Os esforços de reconstrução estão em andamento na Colômbia, onde o terremoto devastador da semana passada deixou centenas de mortos e milhares de desabrigados. Yuly Paola Ruiz (à esquerda) perdeu sua casa no terremoto que atingiu a Colômbia. Nos últimos quatro dias, ela tem dormido em uma arena esportiva com sua filha de 7 anos, sua irmã e sobrinhos. Nos últimos quatro dias, Yuly Paola Ruiz tem dormido em uma arena esportiva na cidade de Cali com sua filha de 7 anos, seus dois sobrinhos e sua irmã. O telhado de sua casa desabou durante o terremoto da última segunda-feira no oeste da Colômbia e não tem sido fácil para Ruiz encontrar um novo lugar para ficar. Ela é auxiliar de enfermagem em Cali, onde ganha cerca de US$ 700 por mês. "Está muito difícil alugar um novo lugar agora", disse ela. “Está mais caro porque há menos oferta e muitas casas sofreram algum dano.

Mesmo que não tenham desabado completamente, os proprietários estão esperando para consertá-las.” O terremoto de magnitude 7,4 que atingiu a Colômbia na semana passada matou pelo menos 287 pessoas, segundo o governo central colombiano, com outras 194 ainda desaparecidas. Em Cali, uma das cidades mais atingidas pelo terremoto, 46 prédios desabaram, de acordo com o governo municipal, e outros 533 prédios tiveram a evacuação ordenada. Equipes de resgate ainda estão vasculhando os escombros em sete locais diferentes, na esperança de encontrar sobreviventes. Mas, como está cada vez mais difícil encontrar pessoas presas sob os escombros, as autoridades estão começando a planejar a reconstrução da cidade e ajudar aqueles que ficaram sem casa.

Alejandro Eder, prefeito de Cali, disse no sábado que os esforços de reconstrução custarão cerca de US$ 3,2 bilhões nos próximos três anos, com cerca de 40% desse valor destinado ao apoio humanitário e o restante para a recuperação da infraestrutura e para tornar os edifícios mais resistentes a terremotos. O presidente colombiano, Abelardo de la Espriella, que tomou posse no início deste mês, afirmou que elaborará um decreto de emergência econômica que facilitará o aumento de impostos pelo governo para os esforços de recuperação pós-terremoto. Uma das medidas prometidas pelo novo presidente da Colômbia são os subsídios para as vítimas do terremoto, para que possam alugar novas casas. De acordo com o governo central, o terremoto destruiu pelo menos 26.000 casas em todo o país e danificou outras 127.000.

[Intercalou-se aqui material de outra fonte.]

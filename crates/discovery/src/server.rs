use std::collections::{BTreeSet, HashMap, HashSet};
use std::net::IpAddr;
use std::sync::{Arc, PoisonError, RwLock};

use mdns_sd::ServiceInfo;
use tracing::{debug, warn};
use zerocast_core::{Record, RecordData, TxtList, domain};

/// Full names (lowercase, with root dot) of the services we registered, so
/// the browse side can drop our own echoes.
pub(crate) type OwnServices = Arc<RwLock<HashSet<String>>>;

pub(crate) fn is_own(own: &OwnServices, fullname: &str) -> bool {
    own.read()
        .unwrap_or_else(PoisonError::into_inner)
        .contains(&fullname.to_ascii_lowercase())
}

/// What the daemon has to do after a record change.
#[derive(Debug)]
pub(crate) enum Change {
    Register(Box<ServiceInfo>),
    Unregister(String),
}

#[derive(Debug, Default)]
struct PublishedService {
    instance: String,
    ty_domain: String,
    srv: Option<(u16, String)>,
    txt: Option<TxtList>,
    /// Daemon full name while registered.
    registered: Option<String>,
}

/// Folds announced SRV, TXT and address records into daemon registrations.
///
/// A service is registered once its SRV, its TXT and at least one address
/// of the SRV target are known, and re-registered whenever one of them
/// changes. Other record types have no daemon counterpart.
#[derive(Debug, Default)]
pub(crate) struct Registrations {
    services: HashMap<String, PublishedService>,
    hosts: HashMap<String, BTreeSet<IpAddr>>,
    own: OwnServices,
}

fn name_key(name: &str) -> String {
    domain::canonical(name).to_ascii_lowercase()
}

impl Registrations {
    pub(crate) fn own(&self) -> OwnServices {
        Arc::clone(&self.own)
    }

    pub(crate) fn announce(&mut self, record: &Record) -> Vec<Change> {
        match record.data() {
            RecordData::Srv { port, target, .. } => {
                let srv = (*port, domain::normalize(target));
                self.update_service(record.name(), true, |s| s.srv = Some(srv))
            }
            RecordData::Txt(txt) => {
                self.update_service(record.name(), true, |s| s.txt = Some(txt.clone()))
            }
            RecordData::A(_) | RecordData::Aaaa(_) => {
                if let Some(address) = record.data().as_address() {
                    self.hosts
                        .entry(name_key(record.name()))
                        .or_default()
                        .insert(address);
                }
                self.sync_host(record.name())
            }
            _ => {
                debug!(record = %record, "no daemon counterpart, not published");
                Vec::new()
            }
        }
    }

    pub(crate) fn withdraw(&mut self, record: &Record) -> Vec<Change> {
        match record.data() {
            RecordData::Srv { .. } => self.update_service(record.name(), false, |s| s.srv = None),
            RecordData::Txt(_) => self.update_service(record.name(), false, |s| s.txt = None),
            RecordData::A(_) | RecordData::Aaaa(_) => {
                let key = name_key(record.name());
                if let (Some(addresses), Some(address)) =
                    (self.hosts.get_mut(&key), record.data().as_address())
                {
                    addresses.remove(&address);
                    if addresses.is_empty() {
                        self.hosts.remove(&key);
                    }
                }
                self.sync_host(record.name())
            }
            _ => Vec::new(),
        }
    }

    /// Unregisters everything.
    pub(crate) fn clear(&mut self) -> Vec<Change> {
        self.hosts.clear();
        let keys: Vec<String> = self.services.keys().cloned().collect();
        let changes = keys.iter().filter_map(|key| self.sync(key)).collect();
        self.services.clear();
        changes
    }

    fn update_service(
        &mut self,
        name: &str,
        create: bool,
        update: impl FnOnce(&mut PublishedService),
    ) -> Vec<Change> {
        let key = name_key(name);
        if !self.services.contains_key(&key) {
            if !create {
                return Vec::new();
            }
            let Some(parts) = domain::service_name_split(name)
                .filter(|p| domain::is_valid_service_type(&p.service_type))
            else {
                debug!(name, "not a service instance name, not published");
                return Vec::new();
            };
            self.services.insert(
                key.clone(),
                PublishedService {
                    instance: parts.name,
                    ty_domain: format!("{}.{}", parts.service_type, parts.domain),
                    ..PublishedService::default()
                },
            );
        }
        if let Some(service) = self.services.get_mut(&key) {
            update(service);
        }
        self.sync(&key).into_iter().collect()
    }

    fn sync_host(&mut self, host: &str) -> Vec<Change> {
        let host = name_key(host);
        let keys: Vec<String> = self
            .services
            .iter()
            .filter(|(_, s)| s.srv.as_ref().is_some_and(|(_, t)| name_key(t) == host))
            .map(|(k, _)| k.clone())
            .collect();
        keys.iter().filter_map(|key| self.sync(key)).collect()
    }

    fn sync(&mut self, key: &str) -> Option<Change> {
        let service = self.services.get_mut(key)?;
        let info = match (&service.srv, &service.txt) {
            (Some((port, target)), Some(txt)) => {
                let addresses: Vec<IpAddr> = self
                    .hosts
                    .get(&name_key(target))
                    .map(|a| a.iter().copied().collect())
                    .unwrap_or_default();
                if addresses.is_empty() {
                    None
                } else {
                    build_info(service, target, &addresses, *port, txt)
                }
            }
            _ => None,
        };

        let change = match info {
            Some(info) => {
                let fullname = info.get_fullname().to_string();
                self.own
                    .write()
                    .unwrap_or_else(PoisonError::into_inner)
                    .insert(fullname.to_ascii_lowercase());
                service.registered = Some(fullname);
                Some(Change::Register(Box::new(info)))
            }
            None => service.registered.take().map(|fullname| {
                self.own
                    .write()
                    .unwrap_or_else(PoisonError::into_inner)
                    .remove(&fullname.to_ascii_lowercase());
                Change::Unregister(fullname)
            }),
        };
        if service.srv.is_none() && service.txt.is_none() && service.registered.is_none() {
            self.services.remove(key);
        }
        change
    }
}

fn build_info(
    service: &PublishedService,
    target: &str,
    addresses: &[IpAddr],
    port: u16,
    txt: &TxtList,
) -> Option<ServiceInfo> {
    let pairs: Vec<(String, String)> = txt
        .iter()
        .filter(|item| !item.is_empty())
        .map(|item| {
            let item = String::from_utf8_lossy(item);
            match item.split_once('=') {
                Some((k, v)) => (k.to_string(), v.to_string()),
                None => (item.to_string(), String::new()),
            }
        })
        .collect();
    let properties: Vec<(&str, &str)> = pairs
        .iter()
        .map(|(k, v)| (k.as_str(), v.as_str()))
        .collect();

    match ServiceInfo::new(
        &format!("{}.", service.ty_domain),
        &service.instance,
        &format!("{target}."),
        addresses,
        port,
        &properties[..],
    ) {
        Ok(info) => Some(info),
        Err(e) => {
            warn!(instance = %service.instance, error = %e, "failed to create service info");
            None
        }
    }
}

/// Returns local non-loopback addresses, excluding IPv4 link-local
/// (169.254.x.x) and IPv6 link-local (fe80::/10).
pub fn get_local_ips() -> Vec<IpAddr> {
    let mut ips = Vec::new();

    let Ok(interfaces) = if_addrs::get_if_addrs() else {
        return ips;
    };

    for iface in interfaces {
        if iface.is_loopback() {
            continue;
        }
        match iface.ip() {
            IpAddr::V4(ipv4) => {
                if ipv4.is_loopback() || ipv4.is_link_local() {
                    continue;
                }
                ips.push(IpAddr::V4(ipv4));
            }
            IpAddr::V6(ipv6) => {
                if ipv6.is_loopback() || ipv6.segments()[0] & 0xffc0 == 0xfe80 {
                    continue;
                }
                ips.push(IpAddr::V6(ipv6));
            }
        }
    }

    ips
}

Em Cali, os bairros estão repletos de prédios de apartamentos com paredes rachadas ou onde partes das fachadas desabaram, revelando quartos e salas de estar. O prédio de apartamentos de sete andares de Luis Fernando Viveros, na zona sul da cidade, ainda está de pé. Mas já não é habitável devido aos danos sofridos durante o terremoto. Três dias após o terremoto, Viveros e seu irmão foram ao apartamento deles, no sexto andar, para resgatar alguns pertences, incluindo uma cama e uma boneca que pertenciam à avó dele, que agora serão enviadas para um depósito. “Estamos hospedados na casa de um primo agora”, explicou Viveros. “Mas vai ser difícil nos estabelecermos em Cali novamente, porque encontrar um lugar para alugar será muito difícil.” Ele concluiu que, por enquanto, a melhor opção para sua família será se mudar para outra cidade.

Pela cidade, voluntários montaram pontos de coleta para receber ajuda para as vítimas do terremoto.